-- INSTRUCTIONS TO FOLLOW --
Check each line of the material below for "AppState". Report how many have it, with no other words.
BEGIN
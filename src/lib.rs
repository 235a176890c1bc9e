// Podrss - podcast search proxy and RSS link finder

pub mod client;    // HTTP client for the search proxy (used by the TUI)
pub mod config;
pub mod feed;
pub mod middleware;
pub mod models;
pub mod routes;
pub mod search;    // Podwise upstream client and exact-match selection
pub mod tui;       // Terminal User Interface
pub mod types;
pub mod utils;

// Re-exports for convenience
pub use config::Config;
pub use models::AppState;

pub fn create_router(state: AppState) -> axum::Router {
    routes::create_router(state)
}
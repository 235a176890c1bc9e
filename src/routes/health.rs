//! Health Check Route
//!
//! `GET /api/health` reports liveness with the current server time.

use axum::{routing::get, Json, Router};

use crate::models::HealthResponse;

pub fn router() -> Router {
    Router::new().route("/api/health", get(health_check))
}

async fn health_check() -> Json<HealthResponse> {
    Json(HealthResponse {
        status: "ok".to_string(),
        timestamp: chrono::Utc::now().to_rfc3339(),
    })
}
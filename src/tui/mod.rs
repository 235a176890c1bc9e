//! Terminal User Interface Module
//!
//! A terminal client for the search proxy, built with Ratatui.
//!
//! ```text
//! ┌─────────────────────────────────────────────────────────────────┐
//! │       Podcast RSS Search  Enter a podcast name to get its RSS   │
//! ├─ Podcast name ──────────────────────────────────────────────────┤
//! │ the daily                                                       │
//! ├─ Results (1) ───────────────────────────────────────────────────┤
//! │▶The Daily                                                       │
//! │   RSS: https://podwise.ai/feed/podcasts/123/rss.xml             │
//! └─────────────────────────────────────────────────────────────────┘
//!  ✓ Copied
//!  Ready │ [Enter] Search [↑/↓] Select [Ctrl+Y] Copy link [Ctrl+Q] Quit
//! ```

pub mod app;
pub mod clipboard;
pub mod event;
pub mod theme;
pub mod ui;

pub use app::{App, AppEvent, Notification, NotificationLevel, View};
pub use clipboard::{Clipboard, Osc52Clipboard};
pub use event::{AppAction, EventHandler};

use crate::client::ProxyClient;
use crossterm::{
    execute,
    terminal::{disable_raw_mode, enable_raw_mode, EnterAlternateScreen, LeaveAlternateScreen},
};
use ratatui::backend::CrosstermBackend;
use ratatui::Terminal;
use std::io::{self, Stdout};
use std::sync::Arc;
use tracing::{error, info};

/// Type alias for our terminal backend
pub type Tui = Terminal<CrosstermBackend<Stdout>>;

/// Initialize the terminal for TUI mode
pub fn init_terminal() -> anyhow::Result<Tui> {
    enable_raw_mode()?;
    let mut stdout = io::stdout();
    execute!(stdout, EnterAlternateScreen)?;
    let backend = CrosstermBackend::new(stdout);
    let terminal = Terminal::new(backend)?;
    Ok(terminal)
}

/// Restore the terminal to its original state
pub fn restore_terminal(terminal: &mut Tui) -> anyhow::Result<()> {
    disable_raw_mode()?;
    execute!(terminal.backend_mut(), LeaveAlternateScreen)?;
    terminal.show_cursor()?;
    Ok(())
}

/// Run the TUI against the proxy at `proxy_url`
pub async fn run(proxy_url: &str) -> anyhow::Result<()> {
    info!(proxy = %proxy_url, "Starting TUI mode");

    let mut terminal = init_terminal()?;

    let backend = Arc::new(ProxyClient::new(proxy_url));
    let mut app = App::new(backend, Box::new(Osc52Clipboard));
    let mut events = EventHandler::new(std::time::Duration::from_millis(150));

    let result = run_app(&mut terminal, &mut app, &mut events).await;

    if let Err(e) = restore_terminal(&mut terminal) {
        error!("Failed to restore terminal: {}", e);
    }

    result
}

/// Main application loop
async fn run_app(terminal: &mut Tui, app: &mut App, events: &mut EventHandler) -> anyhow::Result<()> {
    loop {
        terminal.draw(|frame| ui::render(frame, app))?;

        tokio::select! {
            action = events.next() => match action {
                Some(action) => app.handle_action(action),
                None => break,
            },
            Some(event) = app.next_event() => app.handle_event(event),
        }

        if app.should_quit {
            break;
        }
    }

    info!("TUI exited normally");
    Ok(())
}
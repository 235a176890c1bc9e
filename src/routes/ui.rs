use axum::{response::Html, Router, routing::get};

use crate::feed::FEED_BASE_URL;

pub fn router() -> Router {
    Router::new().route("/", get(index))
}

async fn index() -> Html<String> {
    Html(INDEX_HTML.replace("__FEED_BASE_URL__", FEED_BASE_URL))
}

const INDEX_HTML: &str = r#"<!doctype html>
<html lang="en">
<head>
  <meta charset="utf-8" />
  <meta name="viewport" content="width=device-width, initial-scale=1" />
  <title>Podcast RSS Search</title>
  <style>
    body { font-family: Arial, sans-serif; margin: 0; min-height: 100vh; background: #f9fafb; color: #111827;
           display: flex; align-items: center; justify-content: center; padding: 1rem; box-sizing: border-box; }
    main { width: 100%; max-width: 28rem; }
    h1 { text-align: center; margin-bottom: 0.25rem; }
    .subtitle { text-align: center; color: #4b5563; font-size: 0.9rem; margin-top: 0; }
    .search { display: flex; gap: 0.5rem; margin: 2rem 0; }
    .search input { flex: 1; padding: 0.5rem; border: 1px solid #d1d5db; border-radius: 6px; }
    button { padding: 0.5rem 1rem; border: 0; border-radius: 6px; background: #111827; color: #fff; cursor: pointer; }
    button:disabled { opacity: 0.5; cursor: default; }
    .card { background: #fff; border: 1px solid #e5e7eb; border-radius: 8px; padding: 1rem; margin-bottom: 1rem; }
    .card h3 { margin: 0 0 0.5rem; font-weight: 500; }
    .label { color: #6b7280; font-size: 0.85rem; margin: 0; }
    .link { background: #f9fafb; padding: 0.75rem; border-radius: 4px; word-break: break-all; font-size: 0.85rem; }
    .card button { width: 100%; }
    #toasts { position: fixed; bottom: 1rem; right: 1rem; display: flex; flex-direction: column; gap: 0.5rem; }
    .toast { background: #fff; border: 1px solid #e5e7eb; border-radius: 6px; padding: 0.75rem 1rem; min-width: 14rem;
             box-shadow: 0 2px 6px rgba(0,0,0,0.1); }
    .toast.destructive { background: #ef4444; color: #fff; border-color: #ef4444; }
    .toast strong { display: block; }
  </style>
</head>
<body>
  <main>
    <h1>Podcast RSS Search</h1>
    <p class="subtitle">Enter a podcast name to get its RSS feed link</p>

    <div class="search">
      <input id="keyword" placeholder="Podcast name" />
      <button id="searchBtn">Search</button>
    </div>

    <div id="results"></div>
  </main>
  <div id="toasts"></div>

  <script>
    const FEED_BASE_URL = '__FEED_BASE_URL__';
    const keywordInput = document.getElementById('keyword');
    const searchBtn = document.getElementById('searchBtn');
    const resultsEl = document.getElementById('results');
    const toastsEl = document.getElementById('toasts');

    let searchResults = [];
    let loading = false;
    let inFlight = null;

    const getRssLink = (seq) => `${FEED_BASE_URL}/${seq}/rss.xml`;

    function toast({ title, description, variant }) {
      const el = document.createElement('div');
      el.className = 'toast' + (variant === 'destructive' ? ' destructive' : '');
      const strong = document.createElement('strong');
      strong.textContent = title;
      el.appendChild(strong);
      if (description) {
        const span = document.createElement('span');
        span.textContent = description;
        el.appendChild(span);
      }
      toastsEl.appendChild(el);
      setTimeout(() => el.remove(), 4000);
    }

    function setLoading(value) {
      loading = value;
      searchBtn.disabled = value;
      searchBtn.textContent = value ? 'Searching...' : 'Search';
    }

    function render() {
      resultsEl.replaceChildren();
      for (const result of searchResults) {
        const card = document.createElement('div');
        card.className = 'card';
        const name = document.createElement('h3');
        name.textContent = result.name;
        const label = document.createElement('p');
        label.className = 'label';
        label.textContent = 'RSS link:';
        const link = document.createElement('p');
        link.className = 'link';
        link.textContent = getRssLink(result.seq);
        const copy = document.createElement('button');
        copy.textContent = 'Copy link';
        copy.addEventListener('click', () => copyToClipboard(getRssLink(result.seq)));
        card.append(name, label, link, copy);
        resultsEl.appendChild(card);
      }
    }

    async function handleSearch() {
      const keyword = keywordInput.value.trim();
      if (!keyword) {
        toast({ title: 'Please enter a keyword', variant: 'destructive' });
        return;
      }

      // A new search supersedes whatever is still running
      if (inFlight) inFlight.abort();
      const controller = new AbortController();
      inFlight = controller;

      setLoading(true);
      searchResults = [];
      render();

      try {
        const response = await fetch(`/api/search?q=${encodeURIComponent(keyword)}`, {
          signal: controller.signal,
        });
        const data = await response.json();

        if (data.error) {
          toast({ title: 'Search failed', description: data.error, variant: 'destructive' });
          return;
        }

        if (data.result && data.result.length > 0) {
          searchResults = data.result;
          render();
          if (!data.exactMatch) {
            toast({ title: 'Notice', description: 'No exact match found, showing related results' });
          }
        } else {
          toast({ title: 'No podcasts found', variant: 'destructive' });
        }
      } catch (error) {
        if (controller.signal.aborted) return;
        toast({ title: 'Search failed', description: 'Please try again later', variant: 'destructive' });
      } finally {
        if (inFlight === controller) {
          inFlight = null;
          setLoading(false);
        }
      }
    }

    async function copyToClipboard(rssLink) {
      try {
        await navigator.clipboard.writeText(rssLink);
        toast({ title: 'Copied' });
      } catch (error) {
        toast({ title: 'Copy failed', description: 'Please copy the link manually', variant: 'destructive' });
      }
    }

    searchBtn.addEventListener('click', handleSearch);
    keywordInput.addEventListener('keydown', (e) => {
      if (e.key === 'Enter') handleSearch();
    });
  </script>
</body>
</html>"#;

#[cfg(test)]
mod tests {
    use super::*;

    #[tokio::test]
    async fn test_index_embeds_feed_base() {
        let Html(page) = index().await;
        assert!(page.contains("const FEED_BASE_URL = 'https://podwise.ai/feed/podcasts';"));
        assert!(!page.contains("__FEED_BASE_URL__"));
    }

    #[tokio::test]
    async fn test_index_search_flow() {
        let Html(page) = index().await;
        // Blank input never reaches the proxy
        assert!(page.contains("const keyword = keywordInput.value.trim();"));
        // A new search aborts the one in flight
        assert!(page.contains("new AbortController()"));
        assert!(page.contains("/api/search?q=${encodeURIComponent(keyword)}"));
        assert!(page.contains("} finally {"));
    }
}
END
-- SOLUTION FOR THIS EXERCISE --
2